Ronsard[515] shows us Mary Stuart[516] ready to set out for Scotland after the death of François II[517]. Was I like Mary Stuart wandering through Fontainebleau, when I wandered about my savannah after my widowerhood? One thing is certain, that my mind, if not my person, was wrapped in "a long crape, subtil and flowing," as Ronsard also says, that old poet of the new school.
The devil having flown away with the Muskhogulge damsels, I was told by the guide that a "Burnt-wood," who was in love with one of the two women, was jealous of me and had resolved with a Seminole, the brother of the other cousin, to carry Atala and Céluta off from me. The guides spoke of them bluntly as "painted girls," which shocked my vanity. I felt the more humiliated in that the "Burnt-wood," my favoured rival, was a lean, ugly, dark-skinned mosquito, possessing all the characteristics of the insects which, according to the entomologists of the Grand Lama, are animals whose flesh is inside their bones. Solitude appeared empty to me after my misadventure. I gave the cold shoulder to my sylph, who generously hastened to console her faithless lover, like Julie when she forgave Saint-Preux his Parisian Floridans[518]. I lost no time in quitting the desert in which I have since resuscitated the drowsy companions of my night. I know not whether I gave back to them the life they gave me: at least I made a virgin of one, a virtuous spouse of the other, by way of expiation.

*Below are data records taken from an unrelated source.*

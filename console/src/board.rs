use std::io::{self, Write};

use sweeper_core::{Cell, CellStatus, Game, Point};

/// Three-character symbol for a slot. Unpopulated and hidden look the same so the board leaks nothing.
pub fn symbol(cell: Cell) -> String {
    match cell {
        Cell::Unpopulated
        | Cell::Trapped {
            status: CellStatus::Hidden,
        }
        | Cell::Safe {
            status: CellStatus::Hidden,
            ..
        } => "[-]".to_owned(),
        Cell::Trapped {
            status: CellStatus::Marked,
        }
        | Cell::Safe {
            status: CellStatus::Marked,
            ..
        } => "[!]".to_owned(),
        Cell::Trapped {
            status: CellStatus::Revealed,
        } => "[*]".to_owned(),
        Cell::Safe {
            status: CellStatus::Revealed,
            adjacent_traps,
        } => format!("[{adjacent_traps}]"),
    }
}

/// Writes the board with row and column indices.
pub fn draw<S>(game: &Game<S>, out: &mut impl Write) -> io::Result<()> {
    write!(out, "   ")?;
    for column in 0..game.columns() {
        write!(out, "{:>3}", format!("{column} "))?;
    }
    writeln!(out)?;

    for (point, cell) in game.grid().iter() {
        if point.column == 0 {
            write!(out, "{:>3}", format!("{} ", point.row))?;
        }
        write!(out, "{}", symbol(*cell))?;
        if point.column as usize + 1 == game.columns() {
            writeln!(out)?;
        }
    }

    writeln!(
        out,
        "{:?}, {} traps left",
        game.state(),
        game.remaining_traps()
    )
}

/// Convenience for logging a single slot.
pub fn describe(point: Point, cell: Cell) -> String {
    format!("{point} {}", symbol(cell))
}
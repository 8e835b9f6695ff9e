use alloc::collections::VecDeque;
use alloc::rc::Rc;
use alloc::vec::Vec;
use core::cell::RefCell;

use crate::*;

/// Replays a fixed list of indices, panics once it runs dry.
#[derive(Debug)]
pub(crate) struct ScriptedSource {
    indices: VecDeque<usize>,
}

impl ScriptedSource {
    pub(crate) fn new(indices: impl IntoIterator<Item = usize>) -> Self {
        Self {
            indices: indices.into_iter().collect(),
        }
    }

    pub(crate) fn is_exhausted(&self) -> bool {
        self.indices.is_empty()
    }
}

impl TrapSource for ScriptedSource {
    fn next_index(&mut self, bound: usize) -> usize {
        let index = self.indices.pop_front().expect("scripted source ran out of indices");
        assert!(index < bound, "scripted index {index} not below {bound}");
        index
    }
}

/// Game whose traps land exactly on `traps`, in order.
pub(crate) fn game_with_traps(rows: usize, columns: usize, traps: &[Point]) -> Game<ScriptedSource> {
    let config = GameConfig::new(rows, columns, traps.len()).unwrap();
    let indices = traps.iter().map(|point| {
        let row = usize::try_from(point.row).unwrap();
        let column = usize::try_from(point.column).unwrap();
        row * columns + column
    });
    Game::with_source(config, ScriptedSource::new(indices)).unwrap()
}

/// Records every event the game emits.
pub(crate) fn record_events<S: 'static>(game: &mut Game<S>) -> Rc<RefCell<Vec<GameEvent>>> {
    let events = Rc::new(RefCell::new(Vec::new()));
    let sink = Rc::clone(&events);
    game.subscribe(move |event, _| sink.borrow_mut().push(*event));
    events
}
use thiserror::Error;

use crate::Point;

#[derive(Error, Debug, Copy, Clone, PartialEq, Eq)]
pub enum GameError {
    #[error("Point {0} is out of bounds")]
    OutOfBounds(Point),
    #[error("Grid must have at least one row and one column")]
    EmptyGrid,
    #[error("Grid of {rows}x{columns} cannot be addressed")]
    TooLarge { rows: usize, columns: usize },
    #[error("Too many traps, {traps} requested but at most {} fit beside the first move", .cells - 1)]
    TooManyTraps { traps: usize, cells: usize },
}

pub type Result<T> = core::result::Result<T, GameError>;
use serde::{Deserialize, Serialize};

/// Player-visible status of a populated cell.
#[derive(Copy, Clone, Debug, Default, PartialEq, Eq, Serialize, Deserialize)]
pub enum CellStatus {
    #[default]
    Hidden,
    Marked,
    Revealed,
}

/// Content of one grid slot.
///
/// Slots start `Unpopulated` and only become a trap or a safe cell once generated, so an unpopulated slot is not the
/// same thing as a hidden one.
#[derive(Copy, Clone, Debug, Default, PartialEq, Eq, Serialize, Deserialize)]
pub enum Cell {
    #[default]
    Unpopulated,
    Trapped {
        status: CellStatus,
    },
    Safe {
        status: CellStatus,
        adjacent_traps: u8,
    },
}

impl Cell {
    pub const fn trapped() -> Self {
        Self::Trapped {
            status: CellStatus::Hidden,
        }
    }

    pub const fn safe(adjacent_traps: u8) -> Self {
        Self::Safe {
            status: CellStatus::Hidden,
            adjacent_traps,
        }
    }

    pub const fn is_populated(self) -> bool {
        !matches!(self, Self::Unpopulated)
    }

    pub const fn is_trapped(self) -> bool {
        matches!(self, Self::Trapped { .. })
    }

    /// Status of a populated cell, `None` while unpopulated.
    pub const fn status(self) -> Option<CellStatus> {
        match self {
            Self::Unpopulated => None,
            Self::Trapped { status } | Self::Safe { status, .. } => Some(status),
        }
    }

    pub const fn is_revealed(self) -> bool {
        matches!(self.status(), Some(CellStatus::Revealed))
    }

    pub const fn is_marked(self) -> bool {
        matches!(self.status(), Some(CellStatus::Marked))
    }

    pub const fn adjacent_traps(self) -> Option<u8> {
        match self {
            Self::Safe { adjacent_traps, .. } => Some(adjacent_traps),
            _ => None,
        }
    }

    pub(crate) fn set_status(&mut self, new_status: CellStatus) {
        match self {
            Self::Unpopulated => {}
            Self::Trapped { status } | Self::Safe { status, .. } => *status = new_status,
        }
    }
}
use std::num::ParseIntError;
use thiserror::Error;

use sweeper_core::Point;

#[derive(Copy, Clone, Debug, PartialEq, Eq)]
pub enum Command {
    Reveal(Point),
    Mark(Point),
}

#[derive(Error, Debug, Clone, PartialEq, Eq)]
pub enum CommandError {
    #[error("Expected `<command>,<row>,<column>`, got {0} fields")]
    FieldCount(usize),
    #[error("Unknown command `{0}`, use `r` to reveal or `m` to mark")]
    Unknown(String),
    #[error("Invalid coordinate: {0}")]
    Coordinate(#[from] ParseIntError),
}

impl CommandError {
    /// Malformed lines end the session, the rest only skip the line.
    pub fn ends_session(&self) -> bool {
        matches!(self, Self::FieldCount(_))
    }
}

/// Parses `<command>,<row>,<column>` where the command is `r` or `m`.
pub fn parse(line: &str) -> Result<Command, CommandError> {
    let fields: Vec<_> = line.trim().split(',').map(str::trim).collect();
    let [command, row, column] = fields.as_slice() else {
        return Err(CommandError::FieldCount(fields.len()));
    };

    let point = Point::new(row.parse()?, column.parse()?);
    match *command {
        "r" => Ok(Command::Reveal(point)),
        "m" => Ok(Command::Mark(point)),
        other => Err(CommandError::Unknown(other.to_owned())),
    }
}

We again crossed the Blue Mountains, and approached the European clearings in the neighbourhood of Chillicothe. I had gathered no light upon the principal object of my enterprise; but I was escorted by a world of poetry:
Comme une jeune abeille aux roses engagée
Ma muse revenait de son butin chargée[519].
On the bank of a stream I saw an American house: at one end a farm-house, at the other a mill. I went in, asked for food and shelter, and was well received.
My hostess led me by a ladder to a room above the shaft of the hydraulic apparatus. My little casement-window, festooned with ivy and cobæas with iris bells, opened above the stream which flowed, narrow and solitary, between two thick borders of willows, elms, sassafras, tamarinds, and Carolina poplars. The moss-grown mill-wheel turned beneath their shade and let fall long ribands of water. Perch and trout leapt in the foam of the eddy; water-wagtails flew from bank to bank, and various kinds of kingfishers fluttered their blue wings above the current.
How happy should I have been there with the "sad" one, had she been faithful to me, seated dreaming at her feet, my head laid upon her knees, listening to the noise of the weir, the rotations of the wheel, the rolling of the mill-stone, the sifting of the bolter, the even beating of the clapper, breathing the freshness of the water and the scent from the husks of the pearl-barley.
Night came. I went down to the sitting-room of the farm-house. It was lighted only by maize-straw and husks of beans blazing in the hearth. The fire-arms of the master of the house, lying horizontally in the gun-rack, gleamed in the reflections from the fireplace. I sat down upon a stool in the chimney-corner, near a squirrel, which jumped from the back of a large dog to the shelf of a spinning-wheel and back again. A kitten installed itself upon my knee to watch this sport. The miller's wife put a large stew-pot on the fire, the flames of which played round the pot's black bottom like a radiant golden crown. While I watched the sweet potatoes boiling for my supper, I amused myself by reading by the firelight, with lowered head, an English newspaper which had fallen on the floor between my legs. Printed in large letters I read the words:
FLIGHT OF THE KING.
It was the story of the flight of Louis XVI., and the arrest of the unfortunate monarch at Varennes[520]. The paper also described the progress of the emigration and the gathering of the officers of the army around the flag of the French Princes.